Metadata-Version: 2.4
Name: vogent-turn
Version: 0.0.1
Summary: Lightweight turn detection library for conversational AI
Project-URL: Homepage, https://github.com/vogent/vogent-turn
Project-URL: Repository, https://github.com/vogent/vogent-turn
Project-URL: Issues, https://github.com/vogent/vogent-turn/issues
Author: Vogent
License: Apache-2.0
License-File: LICENSE
Keywords: conversation-ai,multimodal,speech,turn-detection,voice,whisper
Classifier: Development Status :: 4 - Beta
Classifier: Intended Audience :: Developers
Classifier: License :: OSI Approved :: Apache Software License
Classifier: Programming Language :: Python :: 3
Classifier: Programming Language :: Python :: 3.8
Classifier: Programming Language :: Python :: 3.9
Classifier: Programming Language :: Python :: 3.10
Classifier: Programming Language :: Python :: 3.11
Classifier: Programming Language :: Python :: 3.12
Classifier: Topic :: Multimedia :: Sound/Audio :: Speech
Classifier: Topic :: Scientific/Engineering :: Artificial Intelligence
Requires-Python: >=3.10
Requires-Dist: cffi>=1.15.0
Requires-Dist: huggingface-hub>=0.19.0
Requires-Dist: librosa==0.10.1
Requires-Dist: numpy<2.0,>=1.26.0
Requires-Dist: onnx==1.18.0
Requires-Dist: onnxruntime-gpu==1.22.*; (platform_system == 'Linux' or platform_system == 'Windows') and platform_machine == 'x86_64'
Requires-Dist: onnxruntime>=1.22.1; (platform_system != 'Linux' and platform_system != 'Windows') or platform_machine != 'x86_64'
Requires-Dist: resampy>=0.4.2
Requires-Dist: soundfile>=0.12.0
Requires-Dist: torch==2.8.0
Requires-Dist: torchaudio==2.8.0
Requires-Dist: transformers==4.53.3
Provides-Extra: dev
Requires-Dist: build>=1.0.0; extra == 'dev'
Requires-Dist: pytest>=7.0.0; extra == 'dev'
Requires-Dist: ruff>=0.1.0; extra == 'dev'
Requires-Dist: twine>=4.0.0; extra == 'dev'
Description-Content-Type: text/markdown

# Vogent Turn

**Fast and accurate turn detection for voice AI**

Multimodal turn detection that combines audio intonation and text context to accurately determine when a speaker has finished their turn in a conversation.
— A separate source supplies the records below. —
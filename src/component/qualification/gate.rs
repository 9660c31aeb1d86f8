use crate::component::decoder::{DecodeError, Decoder};
use crate::config::{MIN_VIDEO_DURATION_SECONDS, MIN_VIDEO_SIZE_BYTES};
use log::debug;
use std::fmt;
use std::path::Path;
use std::sync::Arc;
use std::sync::atomic::AtomicBool;

#[derive(Debug, Clone, Copy, PartialEq)]
pub enum DiscardReason {
    TooSmall { size_bytes: u64 },
    UnknownDuration,
    TooShort { duration_seconds: f64 },
}

impl fmt::Display for DiscardReason {
    fn fmt(&self, f: &mut fmt::Formatter<'_>) -> fmt::Result {
        match self {
            Self::TooSmall { size_bytes } => write!(f, "檔案過小 ({size_bytes} bytes)"),
            Self::UnknownDuration => write!(f, "無法取得影片長度"),
            Self::TooShort { duration_seconds } => {
                write!(f, "影片過短 ({duration_seconds:.1} 秒)")
            }
        }
    }
}

#[derive(Debug, Clone, Copy, PartialEq)]
pub enum Verdict {
    Keep,
    Discard(DiscardReason),
}

impl Verdict {
    #[must_use]
    pub const fn is_keep(&self) -> bool {
        matches!(self, Self::Keep)
    }
}

/// 判定結果與探測到的長度（列表顯示需要）
#[derive(Debug, Clone, Copy, PartialEq)]
pub struct Qualification {
    pub verdict: Verdict,
    pub duration_seconds: Option<f64>,
}

/// 依檔案大小與長度決定是否保留
#[must_use]
pub fn decide(size_bytes: u64, duration_seconds: Option<f64>) -> Verdict {
    if size_bytes < MIN_VIDEO_SIZE_BYTES {
        return Verdict::Discard(DiscardReason::TooSmall { size_bytes });
    }

    match duration_seconds {
        None => Verdict::Discard(DiscardReason::UnknownDuration),
        Some(d) if !d.is_finite() => Verdict::Discard(DiscardReason::UnknownDuration),
        Some(d) if d < MIN_VIDEO_DURATION_SECONDS => {
            Verdict::Discard(DiscardReason::TooShort { duration_seconds: d })
        }
        Some(_) => Verdict::Keep,
    }
}

/// 以獨立的解碼工作階段查詢影片長度
///
/// 影片無法開啟或中繼資料無效時回傳 `Ok(None)`；取消、逾時或無法啟動解碼程序
/// 則以錯誤回傳，由呼叫者決定是否重試。
pub fn probe_duration(
    decoder: &dyn Decoder,
    path: &Path,
    cancel_signal: &Arc<AtomicBool>,
) -> Result<Option<f64>, DecodeError> {
    let probed = decoder
        .open(path, cancel_signal)
        .and_then(|mut session| session.metadata())
        .and_then(|metadata| metadata.duration_seconds());

    match probed {
        Ok(duration) => Ok(Some(duration)),
        Err(e) if e.is_unusable_video() => {
            debug!("無法取得影片長度 {}: {e}", path.display());
            Ok(None)
        }
        Err(e) => Err(e),
    }
}

/// 對已知大小的影片做完整判定；檔案過小時不必開啟解碼器
pub fn qualify(
    decoder: &dyn Decoder,
    path: &Path,
    size_bytes: u64,
    cancel_signal: &Arc<AtomicBool>,
) -> Result<Qualification, DecodeError> {
    if size_bytes < MIN_VIDEO_SIZE_BYTES {
        return Ok(Qualification {
            verdict: decide(size_bytes, None),
            duration_seconds: None,
        });
    }

    let duration_seconds = probe_duration(decoder, path, cancel_signal)?;
    Ok(Qualification {
        verdict: decide(size_bytes, duration_seconds),
        duration_seconds,
    })
}

#[cfg(test)]
mod tests {
    use super::*;
    use crate::component::decoder::{DecodeSession, VideoMetadata};
    use std::sync::atomic::{AtomicUsize, Ordering};

    const MIB: u64 = 1024 * 1024;

    struct MetadataOnlyDecoder {
        result: fn() -> Result<VideoMetadata, DecodeError>,
        opened: AtomicUsize,
    }

    struct MetadataOnlySession {
        result: fn() -> Result<VideoMetadata, DecodeError>,
    }

    impl Decoder for MetadataOnlyDecoder {
        fn open(
            &self,
            _path: &Path,
            _cancel_signal: &Arc<AtomicBool>,
        ) -> Result<Box<dyn DecodeSession>, DecodeError> {
            self.opened.fetch_add(1, Ordering::SeqCst);
            Ok(Box::new(MetadataOnlySession {
                result: self.result,
            }))
        }
    }

    impl DecodeSession for MetadataOnlySession {
        fn metadata(&mut self) -> Result<VideoMetadata, DecodeError> {
            (self.result)()
        }

        fn frame_at(&mut self, timestamp: f64) -> Result<Vec<u8>, DecodeError> {
            Err(DecodeError::FrameFailure {
                timestamp,
                reason: "not supported".to_string(),
            })
        }
    }

    fn decoder(result: fn() -> Result<VideoMetadata, DecodeError>) -> MetadataOnlyDecoder {
        MetadataOnlyDecoder {
            result,
            opened: AtomicUsize::new(0),
        }
    }

    #[test]
    fn test_small_files_are_discarded_regardless_of_duration() {
        for duration in [None, Some(0.0), Some(300.0), Some(10_000.0)] {
            assert!(
                matches!(
                    decide(2 * MIB - 1, duration),
                    Verdict::Discard(DiscardReason::TooSmall { .. })
                ),
                "duration={duration:?}"
            );
        }
        assert!(!decide(0, Some(600.0)).is_keep());
    }

    #[test]
    fn test_unknown_duration_is_discarded() {
        assert_eq!(
            decide(50 * MIB, None),
            Verdict::Discard(DiscardReason::UnknownDuration)
        );
        assert_eq!(
            decide(50 * MIB, Some(f64::INFINITY)),
            Verdict::Discard(DiscardReason::UnknownDuration)
        );
    }

    #[test]
    fn test_short_videos_are_discarded() {
        assert!(matches!(
            decide(50 * MIB, Some(299.9)),
            Verdict::Discard(DiscardReason::TooShort { .. })
        ));
    }

    #[test]
    fn test_threshold_boundaries_are_kept() {
        assert_eq!(decide(2 * MIB, Some(300.0)), Verdict::Keep);
        assert_eq!(decide(50 * MIB, Some(600.0)), Verdict::Keep);
    }

    #[test]
    fn test_probe_duration_maps_invalid_metadata_to_none() {
        let decoder = decoder(|| {
            Ok(VideoMetadata {
                frame_rate: 0.0,
                frame_count: 100,
            })
        });
        let cancel = Arc::new(AtomicBool::new(false));

        let duration = probe_duration(&decoder, Path::new("/v/a.mp4"), &cancel).unwrap();
        assert!(duration.is_none());
    }

    #[test]
    fn test_probe_duration_propagates_timeout() {
        let decoder = decoder(|| Err(DecodeError::TimedOut));
        let cancel = Arc::new(AtomicBool::new(false));

        let result = probe_duration(&decoder, Path::new("/v/a.mp4"), &cancel);
        assert!(matches!(result, Err(DecodeError::TimedOut)));
    }

    #[test]
    fn test_qualify_skips_probe_for_small_files() {
        let decoder = decoder(|| {
            Ok(VideoMetadata {
                frame_rate: 30.0,
                frame_count: 18_000,
            })
        });
        let cancel = Arc::new(AtomicBool::new(false));

        let result = qualify(&decoder, Path::new("/v/a.mp4"), MIB, &cancel).unwrap();
        assert!(!result.verdict.is_keep());
        assert_eq!(decoder.opened.load(Ordering::SeqCst), 0);

        let result = qualify(&decoder, Path::new("/v/a.mp4"), 50 * MIB, &cancel).unwrap();
        assert_eq!(result.verdict, Verdict::Keep);
        assert_eq!(result.duration_seconds, Some(600.0));
        assert_eq!(decoder.opened.load(Ordering::SeqCst), 1);
    }
}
Technical report can be found [here](https://blog.vogent.ai/posts/voturn-80m-state-of-the-art-turn-detection-for-voice-agents).

## Key Features

- **Multimodal**: Uses both audio (Whisper encoder) and text (SmolLM) for context-aware predictions
- **Fast**: Optimized with `torch.compile` for low-latency inference
- **Easy to Use**: Simple Python API with just a few lines of code
- **Production-Ready**: Batched inference, model caching, and comprehensive error handling

## Architecture

- **Audio Encoder**: Whisper-Tiny (processes up to 8 seconds of 16kHz audio)
- **Text Model**: SmolLM-135M (12 layers, ~80M parameters)  
- **Classifier**: Binary classification (turn complete / turn incomplete)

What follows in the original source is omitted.